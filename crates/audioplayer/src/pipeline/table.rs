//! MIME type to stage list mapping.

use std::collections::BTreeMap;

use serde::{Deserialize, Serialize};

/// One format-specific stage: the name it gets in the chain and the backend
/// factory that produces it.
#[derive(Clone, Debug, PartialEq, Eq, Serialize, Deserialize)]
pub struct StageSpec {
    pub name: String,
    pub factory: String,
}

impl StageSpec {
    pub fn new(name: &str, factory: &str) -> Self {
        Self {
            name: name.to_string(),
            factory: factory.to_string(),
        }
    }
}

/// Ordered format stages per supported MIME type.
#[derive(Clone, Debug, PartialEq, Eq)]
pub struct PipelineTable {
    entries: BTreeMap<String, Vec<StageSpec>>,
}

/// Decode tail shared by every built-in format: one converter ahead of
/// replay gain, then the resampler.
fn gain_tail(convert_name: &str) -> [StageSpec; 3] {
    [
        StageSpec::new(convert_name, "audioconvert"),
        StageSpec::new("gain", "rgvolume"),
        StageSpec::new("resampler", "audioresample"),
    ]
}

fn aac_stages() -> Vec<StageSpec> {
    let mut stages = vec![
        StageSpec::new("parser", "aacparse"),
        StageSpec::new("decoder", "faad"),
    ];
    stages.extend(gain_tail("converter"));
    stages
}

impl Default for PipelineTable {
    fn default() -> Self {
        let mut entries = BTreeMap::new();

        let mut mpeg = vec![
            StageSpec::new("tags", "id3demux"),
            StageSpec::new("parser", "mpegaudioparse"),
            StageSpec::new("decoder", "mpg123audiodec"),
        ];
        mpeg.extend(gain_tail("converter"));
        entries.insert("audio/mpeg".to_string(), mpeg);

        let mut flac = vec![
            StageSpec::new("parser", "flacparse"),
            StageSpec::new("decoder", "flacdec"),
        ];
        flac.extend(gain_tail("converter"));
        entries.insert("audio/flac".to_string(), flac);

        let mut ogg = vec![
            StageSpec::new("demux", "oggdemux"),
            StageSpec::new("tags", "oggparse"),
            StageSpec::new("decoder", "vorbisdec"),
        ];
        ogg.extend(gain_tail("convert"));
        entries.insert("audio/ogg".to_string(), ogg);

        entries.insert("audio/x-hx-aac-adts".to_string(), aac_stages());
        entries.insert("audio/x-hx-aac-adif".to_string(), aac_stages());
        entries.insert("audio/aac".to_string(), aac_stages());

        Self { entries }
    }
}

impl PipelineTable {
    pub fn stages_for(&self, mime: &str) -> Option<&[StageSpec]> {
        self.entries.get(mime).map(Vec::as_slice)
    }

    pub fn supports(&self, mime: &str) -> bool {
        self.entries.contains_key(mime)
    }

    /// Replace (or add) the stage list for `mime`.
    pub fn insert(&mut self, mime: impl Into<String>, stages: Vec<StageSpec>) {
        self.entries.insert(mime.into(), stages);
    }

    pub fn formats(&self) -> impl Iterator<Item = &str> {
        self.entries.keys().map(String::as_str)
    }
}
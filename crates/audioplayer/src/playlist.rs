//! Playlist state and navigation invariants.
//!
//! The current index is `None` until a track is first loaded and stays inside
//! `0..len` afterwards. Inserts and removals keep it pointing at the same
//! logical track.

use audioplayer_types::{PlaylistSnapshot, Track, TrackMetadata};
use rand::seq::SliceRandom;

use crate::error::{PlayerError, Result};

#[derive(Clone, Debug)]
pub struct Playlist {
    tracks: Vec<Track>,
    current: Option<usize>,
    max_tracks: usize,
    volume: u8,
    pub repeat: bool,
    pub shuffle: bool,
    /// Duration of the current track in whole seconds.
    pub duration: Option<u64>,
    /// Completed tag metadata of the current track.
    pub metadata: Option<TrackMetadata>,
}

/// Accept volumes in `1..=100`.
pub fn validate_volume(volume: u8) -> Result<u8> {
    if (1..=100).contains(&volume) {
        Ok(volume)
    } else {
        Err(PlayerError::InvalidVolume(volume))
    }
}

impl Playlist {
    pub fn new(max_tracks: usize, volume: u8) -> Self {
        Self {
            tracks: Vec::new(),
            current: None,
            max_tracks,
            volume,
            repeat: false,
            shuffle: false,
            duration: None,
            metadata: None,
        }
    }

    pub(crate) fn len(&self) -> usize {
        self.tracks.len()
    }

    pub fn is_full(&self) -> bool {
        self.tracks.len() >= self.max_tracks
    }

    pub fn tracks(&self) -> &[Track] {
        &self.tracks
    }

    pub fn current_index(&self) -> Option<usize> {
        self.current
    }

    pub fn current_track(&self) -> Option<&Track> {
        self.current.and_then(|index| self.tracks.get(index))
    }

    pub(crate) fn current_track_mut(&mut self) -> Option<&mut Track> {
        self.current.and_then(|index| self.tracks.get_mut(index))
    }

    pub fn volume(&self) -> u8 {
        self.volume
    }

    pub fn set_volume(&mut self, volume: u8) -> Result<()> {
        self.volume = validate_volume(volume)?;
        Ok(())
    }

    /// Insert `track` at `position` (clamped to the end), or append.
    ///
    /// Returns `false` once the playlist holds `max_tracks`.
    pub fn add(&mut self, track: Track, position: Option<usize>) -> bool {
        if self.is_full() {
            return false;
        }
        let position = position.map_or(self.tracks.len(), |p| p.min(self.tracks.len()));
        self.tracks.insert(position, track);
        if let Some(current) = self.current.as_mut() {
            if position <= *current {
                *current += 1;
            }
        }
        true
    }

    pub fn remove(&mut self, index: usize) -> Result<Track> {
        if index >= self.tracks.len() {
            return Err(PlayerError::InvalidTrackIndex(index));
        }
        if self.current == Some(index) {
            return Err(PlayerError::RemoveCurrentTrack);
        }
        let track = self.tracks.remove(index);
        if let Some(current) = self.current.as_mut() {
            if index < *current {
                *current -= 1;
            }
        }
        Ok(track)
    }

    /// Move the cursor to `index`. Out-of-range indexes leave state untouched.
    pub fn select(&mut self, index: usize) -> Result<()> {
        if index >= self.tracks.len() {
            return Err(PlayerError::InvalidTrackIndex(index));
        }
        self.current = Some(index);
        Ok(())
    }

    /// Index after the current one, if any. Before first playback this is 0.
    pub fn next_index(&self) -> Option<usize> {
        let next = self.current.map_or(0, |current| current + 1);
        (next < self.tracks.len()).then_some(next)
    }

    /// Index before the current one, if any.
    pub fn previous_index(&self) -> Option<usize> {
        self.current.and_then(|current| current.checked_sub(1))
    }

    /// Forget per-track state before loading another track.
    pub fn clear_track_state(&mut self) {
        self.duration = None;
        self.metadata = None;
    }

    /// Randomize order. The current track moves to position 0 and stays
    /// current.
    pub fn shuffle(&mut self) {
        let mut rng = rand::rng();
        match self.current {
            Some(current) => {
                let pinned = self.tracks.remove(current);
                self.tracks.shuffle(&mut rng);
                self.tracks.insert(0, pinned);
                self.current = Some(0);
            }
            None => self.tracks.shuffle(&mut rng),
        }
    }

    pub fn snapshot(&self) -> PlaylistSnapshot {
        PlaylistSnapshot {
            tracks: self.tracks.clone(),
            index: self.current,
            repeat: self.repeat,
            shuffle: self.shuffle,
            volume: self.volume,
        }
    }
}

*Assignment*.
Reproduce exactly, and with no other material, the lines between those holding "and the backend" and "converter ahead of", inclusive.

*Response area*.
/// One format-specific stage: the name it gets in the chain and the backend
/// factory that produces it.
#[derive(Clone, Debug, PartialEq, Eq, Serialize, Deserialize)]
pub struct StageSpec {
    pub name: String,
    pub factory: String,
}

impl StageSpec {
    pub fn new(name: &str, factory: &str) -> Self {
        Self {
            name: name.to_string(),
            factory: factory.to_string(),
        }
    }
}

/// Ordered format stages per supported MIME type.
#[derive(Clone, Debug, PartialEq, Eq)]
pub struct PipelineTable {
    entries: BTreeMap<String, Vec<StageSpec>>,
}

/// Decode tail shared by every built-in format: one converter ahead of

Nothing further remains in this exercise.